ChitsazParis, 16. Dezember – In einem Brief an den UN Hohekommisar für Menschenrechte rief Frau Sarvnaz Chitsaz, die Vorsitzende des Frauenkomitees des nationalen Widerstandsrates Iran, die internationalen Gremien dazu auf, die Verbrechen des Regimes gegen Frauen zu verurteilen und verwies auf ein Dossier über Menschenrechtsverletzungen des Teheraner Regimes, das den UN Sicherheitsrat zur Verabschiedung von dringenden und mandatsfähigen Maßnahmen auffordert. Frau Chitsaz schrieb in dem Brief, dass “nach verschiedenen Berichten, 18 inhaftierte Frauen im Iranischen Kahrizak Gefängnis gestorben sind. Das Gefängnis befindet sich in den südlichen Vororten von Teheran. Sie starben aufgrund von unmenschlichen und inakzeptablen Bedingungen in diesem Gefängnis.

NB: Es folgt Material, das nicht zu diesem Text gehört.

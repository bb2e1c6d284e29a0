use std::time::{Duration, Instant};

use crate::types::{
    CreateSandboxRequest, IPythonCellResult, RunIPythonCellRequest, RunShellCommandRequest,
    Sandbox, ShellCommandResult,
};
use crate::{Error, Result};

/// Interval between health probes in [`SandboxApi::wait_until_healthy`].
pub const HEALTH_POLL_INTERVAL: Duration = Duration::from_secs(1);

/// Operations of the v1 sandbox management and tool invocation contract.
///
/// Every call blocks the calling thread. Implementations are not expected to
/// retry; failures surface to the caller as they happen.
pub trait SandboxApi: Send + Sync {
    /// Base URL requests are sent to, e.g. `http://localhost:5266/v1`.
    fn base_url(&self) -> &str;

    /// Liveness probe. Transport failures yield `false`, never an error.
    fn check_health(&self) -> bool;

    /// Liveness probe that gives up after `timeout`.
    fn check_health_within(&self, _timeout: Duration) -> bool {
        self.check_health()
    }

    /// Create a sandbox in `space`. Expects `201 Created`.
    fn create_sandbox(&self, space: &str, request: &CreateSandboxRequest) -> Result<Sandbox>;

    /// Fetch a sandbox. A `404` maps to [`Error::NotFound`].
    fn get_sandbox(&self, space: &str, name: &str) -> Result<Sandbox>;

    /// Delete a sandbox. Expects `204 No Content`.
    fn delete_sandbox(&self, space: &str, name: &str) -> Result<()>;

    fn run_ipython_cell(
        &self,
        space: &str,
        name: &str,
        request: &RunIPythonCellRequest,
    ) -> Result<IPythonCellResult>;

    fn run_shell_command(
        &self,
        space: &str,
        name: &str,
        request: &RunShellCommandRequest,
    ) -> Result<ShellCommandResult>;

    /// How long [`wait_until_healthy`](Self::wait_until_healthy) sleeps between probes.
    fn health_poll_interval(&self) -> Duration {
        HEALTH_POLL_INTERVAL
    }

    /// Poll [`check_health`](Self::check_health) until it succeeds or `timeout` elapses.
    fn wait_until_healthy(&self, timeout: Duration) -> Result<()> {
        let start = Instant::now();
        while start.elapsed() < timeout {
            if self.check_health_within(timeout.saturating_sub(start.elapsed())) {
                return Ok(());
            }
            let remaining = timeout.saturating_sub(start.elapsed());
            std::thread::sleep(self.health_poll_interval().min(remaining));
        }
        Err(Error::timeout(format!(
            "sandbox service at {} did not become healthy within {:?}",
            self.base_url(),
            timeout
        )))
    }
}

Die offiziellen Stellen des Regimes berichten, dass die Frauen in einem Metallcontainer eingesperrt wurden, damit sie später dem Kahrizak Gefängnis zugewiesen werden konnten. Weil die Bearbeitung des Falls nicht gelöst wurde, starben die Frauen in der brütenden Augusthitze an Wassermangel und erstickten qualvoll. Dies war das Resultat eines kriminellen und tragischen Aktes. Andere Gefangene fanden den Vorfall heraus, als sie den Leichengeruch der verwesenden Leichen im Zellenkomplex rochen. Die Henker des Regimes machten jedoch keinerlei Versuche, die Toten aus dem Container zu schaffen, sondern entschieden, sie in dem Metallcontainer zu lassen, um eine Atmosphäre des Terrors und der Angst unter den Gefangenen zu verbreiten.  In der Vertuschung des Falls erfanden die Behörden falsche Gründe und erklärten, dass die Gefangenen an Herzversagen und an Selbstmord gestorben wären.

“Im letzten Monat drückte der UN Generalsekretär Ban Ki-Moon in einem umfassenden Bericht die Besorgnis der internationalen Gemeinschaft über den steigenden Trend der Menschenrechtsverletzungen im Iran aus. Am 28. Juli 2008 meldeten die Medien der Welt die Hinrichtung von 29 Menschen im Evin Gefängnis. Die Tageszeitung Figaro schrieb damals:“ Ein neuer Rekord der Hinrichtungen im Iran: 29 Menschen an einem Tag! Am Morgen des 26.

November 2008, einen Tag nach dem internationalen Tag der Gewalt gegen Frauen erhängten die Mullahs in einem kriminellen Akt 10 Gefangene im berüchtigten Evin Gefängnis. Darunter war auch eine 37 Jahre alte Frau.“, ergänzte sie.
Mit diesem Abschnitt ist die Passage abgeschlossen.